Entre otros autores que también dedicaron algún relato de ciencia ficción a la burocracia, citamos a Frank Herbert y The tactful saboteur (1964), en el que se narran las intrigas de un cierto organismo gubernamental dedicado a los actos de sabotaje, en la que sus dirigentes ocupan su tiempo en sabotearse mutuamente, con la supuesta finalidad de mitigar los efectos de una burocracia galáctica en continua expansión. Pese a las posibilidades que el tema ofrece, el relato deriva en algún momento hacia una especie de misticismo de razas cósmicas, lo que estropea la idea original, resta valor al interés de la trama y obstaculiza la narrativa. Si este relato es merecedor de mención, se debe a su autoría, ya que es poco lo que aporta al tema en concreto y a la ciencia ficción en general.  

En lo que puede considerarse un homenaje al absurdo, siguiendo la estela de autores teatrales como Ionesco, destacamos la novela Guía del autoestopista galáctico (1979), en la que Douglas Adams despliega una inesperada gracia y acierto, al combinar una sátira sobre las tropelías burocráticas con la incomprensible mentalidad de los Vogon, una raza extraterrestre que forma parte del llamado Servicio Civil Galáctico, una especie de organismo de obras públicas. La Tierra es una notoria víctima de este estamento administrativo, al ser destruida por suponer un obstáculo para la construcción de una "autopista" galáctica. Los Vogon justifican su inesperada acción (para los humanos) declarando que los planes de demolición habían sido oportunamente puestos a disposición pública en una oficina local de Alpha Centauri, a cuatro años-luz de la Tierra. En lo que se refiere a la imposibilidad de los humanos para acceder a tal información, los Vogon se excusan alegando que dicha contingencia no está contemplada en la normativa, y que avisar directamente a los afectados no corresponde a sus atribuciones inmediatas. Las escenas grotescas se suceden tanto a lo largo de esta novela como de sus continuaciones, aunque debe decirse que las secuelas no llegan al nivel de humor de la primera entrega.

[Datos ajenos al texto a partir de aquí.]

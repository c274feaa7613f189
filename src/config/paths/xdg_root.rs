//! XDG Base Directory locations for config and data.

use crate::error::VelesError;
use std::path::PathBuf;

/// Get XDG data home directory
///
/// Returns `$XDG_DATA_HOME` if set, otherwise defaults to `$HOME/.local/share`
pub fn data_home() -> Option<PathBuf> {
    if let Ok(xdg_data_home) = std::env::var("XDG_DATA_HOME") {
        return Some(PathBuf::from(xdg_data_home));
    }

    std::env::var("HOME")
        .ok()
        .map(|home| PathBuf::from(home).join(".local").join("share"))
}

/// Get XDG config home directory
///
/// Returns `$XDG_CONFIG_HOME` if set, otherwise defaults to `$HOME/.config`
pub fn config_home() -> Result<PathBuf, VelesError> {
    if let Ok(xdg_config_home) = std::env::var("XDG_CONFIG_HOME") {
        return Ok(PathBuf::from(xdg_config_home));
    }

    let home = std::env::var("HOME").map_err(|_| {
        VelesError::ConfigError(
            "Could not determine XDG config home directory (HOME not set)".to_string(),
        )
    })?;

    Ok(PathBuf::from(home).join(".config"))
}

/// `$XDG_CONFIG_HOME/veles/config.toml`
pub fn default_config_path() -> Result<PathBuf, VelesError> {
    Ok(config_home()?.join("veles").join("config.toml"))
}

/// `$XDG_DATA_HOME/veles/veles.db`
pub fn default_database_path() -> Result<PathBuf, VelesError> {
    let data_home = data_home().ok_or_else(|| {
        VelesError::ConfigError(
            "Could not determine XDG data home directory (HOME not set)".to_string(),
        )
    })?;
    Ok(data_home.join("veles").join("veles.db"))
}

#[cfg(test)]
mod tests {
    use super::*;

    #[test]
    fn test_default_paths_end_in_veles() {
        if let Ok(path) = default_config_path() {
            assert!(path.ends_with("veles/config.toml"));
        }
        if let Ok(path) = default_database_path() {
            assert!(path.ends_with("veles/veles.db"));
        }
    }
}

Por otro lado, siendo su clasificación indubitable al género de la ciencia ficción altamente discutible, el relato Operación Bálsamo (1987) de Patricia Highsmith es un estremecedor ejemplo de las intrigas entretejidas por las poderosas corporaciones comerciales y la administración.[11] Con el fin de evitar una publicidad indeseada, la Comisión de Control Nuclear decide sufragar un nuevo estadio a una universidad del Medio Oeste, en cuyos sótanos se instalan unos almacenes (ilegales) de residuos radiactivos. Durante una inspección de rutina de la comisión, en la que, pese a las notorias fallas en la ejecución del proyecto, se decide pasar por alto el deficiente trabajo para comenzar de inmediato con el almacenamiento de la basura de las distintas centrales, uno de los ingenieros al cargo, para más señas, escrupuloso en su trabajo y decidido a denunciar la poca calidad del trabajo, queda encerrado (¿accidentalmente?) en uno de los compartimentos estanco de los sótanos. Su ausencia, en principio no observada, salta a la vista cuando la comisión se vuelve a reunir. Siendo conscientes de las complicaciones que dicha acción puede conllevar, con la consabida publicidad a una obra a todas luces ilegal, el director de la comisión se limita a informar telefónicamente a la empresa constructora. Sin datos precisos sobre el almacén donde el ingeniero quedó encerrado, y sin que nadie se moleste en una búsqueda seria, la comisión decide finalmente dar carpetazo al asunto y notificar la desaparición del ingeniero sin contextualizarla ni ofrecer detalles, confiando en que el cadáver del empleado no sea descubierto en varias generaciones.   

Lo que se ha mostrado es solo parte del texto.